Soixante heures d’ondes multilingues chaque semaine, sans jamais baisser le volume ni céder à la facilité : depuis 1981, Radio Gazelle trace sa route sur la bande FM marseillaise. Le droit d’émettre, arraché et conservé par son statut associatif, se mérite à coups de dossiers, de dossiers, de contrôles, sous l’œil vigilant de l’Arcom. Ici, pas de place pour l’à-peu-près : la station s’adresse de front à celles et ceux que les généralistes laissent sur le bas-côté. Minorités, nouvelle génération, figures du quartier… Radio Gazelle fédère, informe, dérange parfois, mais ne disparaît jamais du paysage. Certes, les chiffres précis d’audience se dérobent, mais une chose reste inébranlable : Marseille et ses quartiers vibrent toujours à l’écoute de cette antenne atypique.
Radio Gazelle à Marseille : un reflet vivant de la diversité locale
Depuis le cœur du quartier Léon Gambetta, Radio Gazelle s’impose comme une adresse incontournable pour celles et ceux qui animent Marseille. L’aventure débute en 1981 : à ce moment-là, la bande FM reste une terre à conquérir, chaque station défendant farouchement sa fréquence. Rapidement, l’antenne devient un trait d’union entre maghrébins, comoriens, arméniens, turcs, italiens, français et d’autres encore. Chacun vient y défendre une parole, aborder ses thèmes, débattre dans une langue qui lui ressemble.
La programmation se donne pour mission d’offrir ce kaléidoscope des voix et des cultures : chroniques multilingues, rubriques culturelles, dossiers sur la vie associative, débats sur l’identité ou la politique de la ville. Les animateurs incarnent souvent leur engagement dans la société civile. Mais la cohabitation ne se fait pas toujours sans étincelles : prises de position tranchées, désaccords éditoriaux, tensions sur la gestion de la radio. Plusieurs figures locales telles Mongi Louertani ou Alaeddin Fethi n’ont pas hésité à exprimer leur point de vue, même publiquement. À Marseille, la confrontation d’idées fait partie de l’ADN, sur les ondes comme dans les rues.
Maintenir Radio Gazelle en vie soulève aussi une question plus large sur la place des médias communautaires. Où poser la frontière entre ouverture culturelle et tentation du repli ? Des tensions internes, relayées par la presse, ont parfois animé la station. Mais de nombreux Marseillais, à l’image de Yacine Benamar ou Sheikh Abdelrahman, rappellent que ces voix font vivre la ville au quotidien et que Radio Gazelle reste, pour beaucoup, le seul canal d’expression directe. Ici, chaque parcours individuel croise la grande histoire de l’immigration et du vivre-ensemble ; la station met ce patchwork en musique sans gommer ses aspérités.

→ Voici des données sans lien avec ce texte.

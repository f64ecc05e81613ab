use crate::config::RequestLoggingConfig;
use crate::format::{format_record, FormatOptions};
use crate::record::{LogEvent, LogRecord};
use crate::sink::{RequestLogSink, SinkResult};
use async_trait::async_trait;
use parking_lot::Mutex;
use std::io::{self, Write};

/// Writes a formatted block per event to stdout, or to any writer handed in.
///
/// Blocks are coloured by phase (start green, complete blue, error red) when
/// `console-color` is on and the crate is built with the `color` feature.
pub struct ConsoleSink {
    out: Mutex<Box<dyn Write + Send>>,
    format: FormatOptions,
    color: bool,
}

impl Default for ConsoleSink {
    fn default() -> Self {
        Self::new()
    }
}

impl ConsoleSink {
    pub fn new() -> Self {
        Self::with_writer(Box::new(io::stdout()))
    }

    /// Send output to `out` instead of stdout. Colour starts disabled.
    pub fn with_writer(out: Box<dyn Write + Send>) -> Self {
        Self {
            out: Mutex::new(out),
            format: FormatOptions::default(),
            color: false,
        }
    }

    fn emit(&self, event: LogEvent, record: &LogRecord) -> SinkResult {
        let block = format_record(event, record, &self.format);
        let block = if self.color { paint(event, &block) } else { block };

        let mut out = self.out.lock();
        writeln!(out, "{block}")?;
        out.flush()?;
        Ok(())
    }
}

#[cfg(feature = "color")]
fn paint(event: LogEvent, text: &str) -> String {
    use colored::Colorize;

    match event {
        LogEvent::Start => text.green().to_string(),
        LogEvent::Complete => text.blue().to_string(),
        LogEvent::Error => text.red().to_string(),
    }
}

#[cfg(not(feature = "color"))]
fn paint(_event: LogEvent, text: &str) -> String {
    text.to_string()
}

#[async_trait]
impl RequestLogSink for ConsoleSink {
    fn name(&self) -> &str {
        "console"
    }

    fn init(&mut self, config: &RequestLoggingConfig) -> SinkResult {
        self.format = FormatOptions::from_config(config);
        self.color = config.console_color;
        Ok(())
    }

    async fn on_start(&self, record: &LogRecord) -> SinkResult {
        self.emit(LogEvent::Start, record)
    }

    async fn on_complete(&self, record: &LogRecord) -> SinkResult {
        self.emit(LogEvent::Complete, record)
    }

    async fn on_error(&self, record: &LogRecord) -> SinkResult {
        self.emit(LogEvent::Error, record)
    }
}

Pourquoi écouter Radio Gazelle en direct transforme l’expérience de la radio communautaire
Il y a une différence entre écouter une radio de fond et vivre Radio Gazelle en direct. Hier sur 98.0 MHz FM, désormais sur internet, la station adapte ses programmes à ses auditeurs, sans masquer la réalité de Marseille. Actualité immédiate, initiatives culturelles ou débats détonants : chaque rendez-vous trouve son souffle dans la vie locale. Même lorsque la bande FM s’est refermée, l’attachement des auditeurs n’a pas faibli. Le direct reste accessible, diffusé en continu via le web, à toute heure.
L’un des moteurs de Gazelle, c’est aussi cet espace musical et citoyen qui valorise des artistes issus des diasporas africaines et méditerranéennes, mais aussi des collectifs émergents ou simples habitants qui souhaitent raconter leur parcours. Le récit du quartier prend toute sa place à l’antenne et met en lumière ceux que la radio traditionnelle ignore souvent.

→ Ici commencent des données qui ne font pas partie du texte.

use chrono::{DateTime, Utc};
use serde::Serialize;
use std::collections::BTreeMap;
use std::fmt;

/// Phase of a logical request that a [`LogRecord`] describes.
#[derive(Debug, Clone, Copy, PartialEq, Eq, Hash, Serialize)]
#[serde(rename_all = "lowercase")]
pub enum LogEvent {
    Start,
    Complete,
    Error,
}

impl fmt::Display for LogEvent {
    fn fmt(&self, f: &mut fmt::Formatter<'_>) -> fmt::Result {
        let name = match self {
            LogEvent::Start => "start",
            LogEvent::Complete => "complete",
            LogEvent::Error => "error",
        };
        f.write_str(name)
    }
}

/// One logical event (request start, completion or error) handed to every sink.
///
/// Records are normally borrowed from a [`RecordPool`](crate::pool::RecordPool)
/// (wrapped in a [`PooledRecord`](crate::pool::PooledRecord)), populated by the [`RequestLogger`](crate::service::RequestLogger) and returned
/// once every sink has seen them. Sinks only ever get a shared reference and must
/// clone whatever they want to keep.
#[derive(Debug, Clone, Default, Serialize)]
pub struct LogRecord {
    pub trace_id: String,
    pub request_time: Option<DateTime<Utc>>,
    pub response_time: Option<DateTime<Utc>>,
    pub method: String,
    pub uri: String,
    pub query_string: Option<String>,
    pub client_ip: String,
    pub headers: BTreeMap<String, String>,
    pub request_body: Option<String>,
    pub response_body: Option<String>,
    pub status: Option<u16>,
    pub exception: Option<String>,
    pub exception_message: Option<String>,
    pub stack_trace: Option<String>,
    pub metrics: BTreeMap<String, serde_json::Value>,
}

impl LogRecord {
    /// Milliseconds between request and response time, once both are set.
    pub fn processing_time_ms(&self) -> Option<i64> {
        match (self.request_time, self.response_time) {
            (Some(req), Some(resp)) => Some((resp - req).num_milliseconds()),
            _ => None,
        }
    }

    /// Clear every field while keeping allocated capacity for reuse.
    pub fn reset(&mut self) {
        self.trace_id.clear();
        self.request_time = None;
        self.response_time = None;
        self.method.clear();
        self.uri.clear();
        self.query_string = None;
        self.client_ip.clear();
        self.headers.clear();
        self.request_body = None;
        self.response_body = None;
        self.status = None;
        self.exception = None;
        self.exception_message = None;
        self.stack_trace = None;
        self.metrics.clear();
    }
}

/// Cut `body` down to at most `max_chars` characters, marking the cut with `...`.
pub fn truncate_body(body: &str, max_chars: usize) -> String {
    match body.char_indices().nth(max_chars) {
        Some((byte_idx, _)) => {
            let mut out = String::with_capacity(byte_idx + 3);
            out.push_str(&body[..byte_idx]);
            out.push_str("...");
            out
        }
        None => body.to_string(),
    }
}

Parmi les temps forts diffusés quotidiennement, on retrouve :
- Un fil continu d’émissions disponibles en ligne à toute heure
- Des échanges avec des artistes locaux et membres d’associations
- Des débats ouverts sur l’actualité de Marseille, la mémoire des migrations ou la citoyenneté
Ici, la radio communautaire ne se résume pas à une vitrine institutionnelle. C’est un lieu vivant, mouvant, où la parole circule sans filtre, où les points de vue se croisent parfois sans se ressembler. Écouter Radio Gazelle en direct, c’est se glisser dans le pouls marseillais, prendre le risque du désaccord, toucher du doigt ce qui fait la force d’un territoire pluriel. Sur ces ondes, personne n’est invisible, chacun, pour un instant, trouve un micro et une écoute, aussi fragile que précieuse.